┌─ Study material

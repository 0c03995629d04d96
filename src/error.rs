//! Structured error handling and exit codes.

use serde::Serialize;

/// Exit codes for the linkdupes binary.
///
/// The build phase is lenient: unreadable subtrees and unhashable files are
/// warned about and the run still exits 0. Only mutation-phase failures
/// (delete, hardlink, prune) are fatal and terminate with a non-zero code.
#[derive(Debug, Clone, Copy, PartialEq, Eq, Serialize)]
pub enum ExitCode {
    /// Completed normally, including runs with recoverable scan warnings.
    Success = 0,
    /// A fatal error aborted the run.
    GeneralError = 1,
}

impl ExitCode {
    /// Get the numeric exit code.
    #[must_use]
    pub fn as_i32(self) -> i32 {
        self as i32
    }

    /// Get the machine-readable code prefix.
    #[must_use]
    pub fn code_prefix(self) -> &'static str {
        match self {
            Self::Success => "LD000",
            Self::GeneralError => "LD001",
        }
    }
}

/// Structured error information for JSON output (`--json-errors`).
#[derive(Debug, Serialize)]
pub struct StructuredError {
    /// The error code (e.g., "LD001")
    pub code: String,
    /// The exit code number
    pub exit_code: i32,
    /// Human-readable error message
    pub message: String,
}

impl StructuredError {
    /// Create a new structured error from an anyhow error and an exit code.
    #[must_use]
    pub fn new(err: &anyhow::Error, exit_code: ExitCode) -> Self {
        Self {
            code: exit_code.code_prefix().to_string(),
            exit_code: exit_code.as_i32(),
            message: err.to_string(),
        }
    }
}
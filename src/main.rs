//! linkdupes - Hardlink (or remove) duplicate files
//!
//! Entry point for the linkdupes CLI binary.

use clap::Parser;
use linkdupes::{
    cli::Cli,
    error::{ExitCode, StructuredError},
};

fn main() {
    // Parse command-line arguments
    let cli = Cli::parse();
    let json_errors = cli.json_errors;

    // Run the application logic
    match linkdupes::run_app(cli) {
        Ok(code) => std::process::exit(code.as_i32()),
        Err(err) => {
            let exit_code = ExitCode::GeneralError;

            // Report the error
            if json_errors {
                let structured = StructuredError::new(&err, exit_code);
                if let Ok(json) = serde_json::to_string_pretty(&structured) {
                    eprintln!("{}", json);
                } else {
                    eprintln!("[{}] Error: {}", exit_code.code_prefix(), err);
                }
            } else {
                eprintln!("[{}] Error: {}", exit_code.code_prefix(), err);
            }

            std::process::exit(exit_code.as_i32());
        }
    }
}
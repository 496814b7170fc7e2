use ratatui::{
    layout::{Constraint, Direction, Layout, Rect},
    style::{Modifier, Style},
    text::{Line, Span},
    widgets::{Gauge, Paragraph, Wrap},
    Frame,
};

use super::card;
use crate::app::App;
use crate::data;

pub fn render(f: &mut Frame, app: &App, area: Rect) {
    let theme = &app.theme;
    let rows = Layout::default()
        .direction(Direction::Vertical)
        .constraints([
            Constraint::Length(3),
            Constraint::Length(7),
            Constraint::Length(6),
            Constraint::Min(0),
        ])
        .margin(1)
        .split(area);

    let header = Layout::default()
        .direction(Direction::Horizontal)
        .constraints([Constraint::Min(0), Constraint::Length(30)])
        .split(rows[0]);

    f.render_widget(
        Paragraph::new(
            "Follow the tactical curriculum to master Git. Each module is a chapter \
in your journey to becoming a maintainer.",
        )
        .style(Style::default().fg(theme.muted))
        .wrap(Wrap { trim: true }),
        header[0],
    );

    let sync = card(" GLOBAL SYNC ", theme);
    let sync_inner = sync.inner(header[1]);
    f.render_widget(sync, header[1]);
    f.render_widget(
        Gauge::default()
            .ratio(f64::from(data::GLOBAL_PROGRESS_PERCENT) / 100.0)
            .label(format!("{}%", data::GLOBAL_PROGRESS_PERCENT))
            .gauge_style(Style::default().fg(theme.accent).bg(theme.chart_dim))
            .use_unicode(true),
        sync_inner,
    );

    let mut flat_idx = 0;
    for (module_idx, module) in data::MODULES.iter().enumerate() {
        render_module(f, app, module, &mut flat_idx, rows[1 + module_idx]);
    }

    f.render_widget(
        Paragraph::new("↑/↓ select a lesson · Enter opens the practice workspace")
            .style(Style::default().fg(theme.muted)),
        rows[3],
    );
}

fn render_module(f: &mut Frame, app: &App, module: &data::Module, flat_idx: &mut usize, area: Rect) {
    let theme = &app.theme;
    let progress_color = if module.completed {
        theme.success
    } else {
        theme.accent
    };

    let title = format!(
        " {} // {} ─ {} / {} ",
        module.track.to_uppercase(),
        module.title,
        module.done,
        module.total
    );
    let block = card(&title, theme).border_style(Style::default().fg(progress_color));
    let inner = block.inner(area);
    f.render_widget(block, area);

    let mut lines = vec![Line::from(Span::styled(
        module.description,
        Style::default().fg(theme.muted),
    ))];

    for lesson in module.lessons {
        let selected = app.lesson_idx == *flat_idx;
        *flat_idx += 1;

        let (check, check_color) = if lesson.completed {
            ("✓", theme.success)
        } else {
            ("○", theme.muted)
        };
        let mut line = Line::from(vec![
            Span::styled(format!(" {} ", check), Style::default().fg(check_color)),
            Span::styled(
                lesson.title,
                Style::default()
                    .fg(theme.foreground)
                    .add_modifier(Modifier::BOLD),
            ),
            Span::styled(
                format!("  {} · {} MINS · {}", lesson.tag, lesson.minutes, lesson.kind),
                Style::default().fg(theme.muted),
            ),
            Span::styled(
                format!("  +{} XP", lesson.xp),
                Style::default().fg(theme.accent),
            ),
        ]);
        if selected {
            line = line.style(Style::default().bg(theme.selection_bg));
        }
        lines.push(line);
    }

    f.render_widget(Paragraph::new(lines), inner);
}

└─

**Task directions:** Could you return all lines from the data above that contain the string "StructuredError"?

**Solution to the problem:**
pub struct StructuredError {
impl StructuredError {
    error::{ExitCode, StructuredError},
                let structured = StructuredError::new(&err, exit_code);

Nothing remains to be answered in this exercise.